Вообще, режиссеру и композитору нужно все время приноравливаться друг к другу. И в опере — скорее первому ко второму, даже если режиссер выступает мотором всего проекта. Я сейчас говорю о «Сверлийцах». Когда начались репетиции, выяснилось, что некоторые идеи Бориса Юхананова просто не вмещаются в плотное, навязчивое течение музыкальной ткани, которая работает, как исполинская машина. Боря это почувствовал и сделал по ходу много отступлений от своего замысла, снял кое-какие постановочные элементы. В результате моя партитура, последняя в «сверлийском» цикле, приобрела скорее черты театрализованной оратории, чем собственно оперы в привычном понимании. Там нет психологически разработанных персонажей, их сценического движения.
Павленко Вы совместили функции артистов и оркестра?
Раннев Да, там просто некуда вставить действие. Никаких зазоров для драматического разнообразия или сценографического буйства. Нет номерной структуры, когда, скажем, один солист отдыхает, а другой выходит. И очень, очень много нот… Где-то, вероятно, и можно какие-то лазейки найти, но Юхананов не стал искать, потому что ему важна была цельность этой звуковой машины, которая постепенно наползает на слушателя.
И как финал, как кода всего «сверлийского» проекта это работало.
Павленко В «Сверлийцах» ведь многое определял еще и подход к тексту романа Юхананова. Мне кажется, его структурно разобрать невозможно. Какие у вас отношения сложились с этим текстом?
Раннев Они складывались очень непросто. Я понял, что там невозможно выстраивать какую-то ролевую структуру, распределять голоса и партии на разных персонажей — их же огромное количество. Но я нашел, мне кажется, очень правильный вариант отношения к этому тексту как к ритуальному, каноническому нарративу. С естественной человеческой речевой интонацией сакральные тексты не говорятся. Ни в каких церквях, ни в каких конфессиях просто так, как «в миру», божье слово не произносится. Батюшка псалмодирует, что-то может распеваться — всегда в рамках сформированного канона. При этом понимание каждого слова не требуется — вы же не говорите на старославянском, так же как и из католиков сегодня мало кто понимает латынь. И финал «Сверлийцев» был представлен как некое особое, нездешнее пространство текста, очень прихотливо скроенное, как бы вышитое крестиком. В конце концов, для желающих понять каждое слово на сцене есть экраны с титрами, есть еще и буклет. Но, как и в церкви, специфическая псалмодическая мелодекламация не предполагает, чтобы вам каждое слово было понятно.
Павленко Подобное, как мне показалось, у вас и с текстом Пригова. В «Двух актах» это было некое многоголосье, шум языка, отголоски, а текст практически нивелирован.

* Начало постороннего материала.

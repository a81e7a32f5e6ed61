use crate::adapters::ItemFetcher;
use crate::enrichment::KeywordEnricher;
use crate::store::ArticleStore;
use crate::types::{CollectorError, Result, RunResult, Source, SourceRunReport};
use chrono::Utc;
use std::sync::Arc;
use tracing::{info, warn};
use uuid::Uuid;

/// Drives one collection cycle: selects eligible sources, fetches and
/// normalizes per source, hands batches to the dedup/insert engine and
/// aggregates the outcome. A single source failing must never abort the rest
/// of the run; that isolation is the whole point of this type.
pub struct Collector {
    store: Arc<ArticleStore>,
    fetcher: Arc<dyn ItemFetcher>,
    enricher: Option<Arc<KeywordEnricher>>,
}

impl Collector {
    pub fn new(store: Arc<ArticleStore>, fetcher: Arc<dyn ItemFetcher>) -> Self {
        Self {
            store,
            fetcher,
            enricher: None,
        }
    }

    /// Attach the post-insert keyword enrichment hook. Enrichment is
    /// best-effort: its failures are invisible in the run report.
    pub fn with_enricher(mut self, enricher: Arc<KeywordEnricher>) -> Self {
        self.enricher = Some(enricher);
        self
    }

    /// Run one full collection cycle over every eligible source. Always
    /// returns a well-formed report, even when every source fails.
    pub async fn run_all(&self) -> RunResult {
        let run_id = Uuid::new_v4();
        let mut sources_ok = 0u32;
        let mut sources_fail = 0u32;
        let mut articles_added = 0u64;
        let mut errors = Vec::new();

        let sources = match self.store.list_collectable_sources().await {
            Ok(sources) => sources,
            Err(e) => {
                // Without the source list there is nothing to iterate; the
                // run still reports instead of raising.
                warn!("Collection run {} could not list sources: {}", run_id, e);
                errors.push(format!("failed to list sources: {}", e));
                Vec::new()
            }
        };

        info!(
            "Collection run {} starting over {} sources",
            run_id,
            sources.len()
        );

        for source in &sources {
            match self.collect_source(source).await {
                Ok(added) => {
                    sources_ok += 1;
                    articles_added += added;
                }
                Err(e) => {
                    sources_fail += 1;
                    warn!("Source id={} ({}) failed: {}", source.id, source.name, e);
                    errors.push(format!("source id={} ({}): {}", source.id, source.name, e));
                }
            }
        }

        info!(
            "Collection run {} finished: ok={} fail={} added={}",
            run_id, sources_ok, sources_fail, articles_added
        );

        RunResult {
            run_id,
            sources_ok,
            sources_fail,
            articles_added,
            errors,
            finished_at: Utc::now(),
        }
    }

    /// Run a targeted collection against one source. An unknown id is the
    /// only condition that propagates as an error; everything else comes back
    /// inside the report.
    pub async fn run_one(&self, source_id: i64) -> Result<SourceRunReport> {
        let source = self
            .store
            .get_source(source_id)
            .await?
            .ok_or(CollectorError::SourceNotFound { id: source_id })?;

        if !source.is_collectable() {
            return Ok(SourceRunReport {
                ok: false,
                source_id,
                articles_added: 0,
                error: Some(format!(
                    "source id={} ({}) is not collectable: kind={}, endpoint={}",
                    source.id,
                    source.name,
                    source.kind.as_str(),
                    source.trimmed_endpoint().unwrap_or("<empty>")
                )),
            });
        }

        match self.collect_source(&source).await {
            Ok(added) => Ok(SourceRunReport {
                ok: true,
                source_id,
                articles_added: added,
                error: None,
            }),
            Err(e) => Ok(SourceRunReport {
                ok: false,
                source_id,
                articles_added: 0,
                error: Some(format!("source id={} ({}): {}", source.id, source.name, e)),
            }),
        }
    }

    /// Fetch, dedup and insert one source's batch, then enrich whatever was
    /// newly inserted. Insert atomicity lives in the store; by the time
    /// enrichment runs the batch is committed, so an enrichment problem can
    /// never roll it back.
    async fn collect_source(&self, source: &Source) -> Result<u64> {
        let items = self.fetcher.fetch(source).await?;
        let inserted = self.store.insert_new_articles(source.id, &items).await?;
        let added = inserted.len() as u64;

        if let Some(enricher) = &self.enricher {
            for article in &inserted {
                let keywords = enricher.enrich_article(article).await;
                if !keywords.is_empty() {
                    info!(
                        "Attached {} keywords to article id={}",
                        keywords.len(),
                        article.id
                    );
                }
            }
        }

        Ok(added)
    }
}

Раннев Ну а почему он обязательно должен быть разобран и понятен? Если бы это была какаято история, которую нужно понимать, — «он пришел — она ушла, он сказал то, она — это…» — это уже психологическая опера. Кстати, в «Синей Бороде» все было именно так — на блюдечке каждое слово поднесено. А «Сверлийцы» и «Два акта» — это жанр оперы-оратории. Нет какой-то завязки драмы, психологических портретов, коллизий личных отношений и прочего.
Павленко Получается, человеческий голос выступает как самостоятельная музыкальная линия? Если мы следим за его мелодикой, а не за семантической частью вокальной партии…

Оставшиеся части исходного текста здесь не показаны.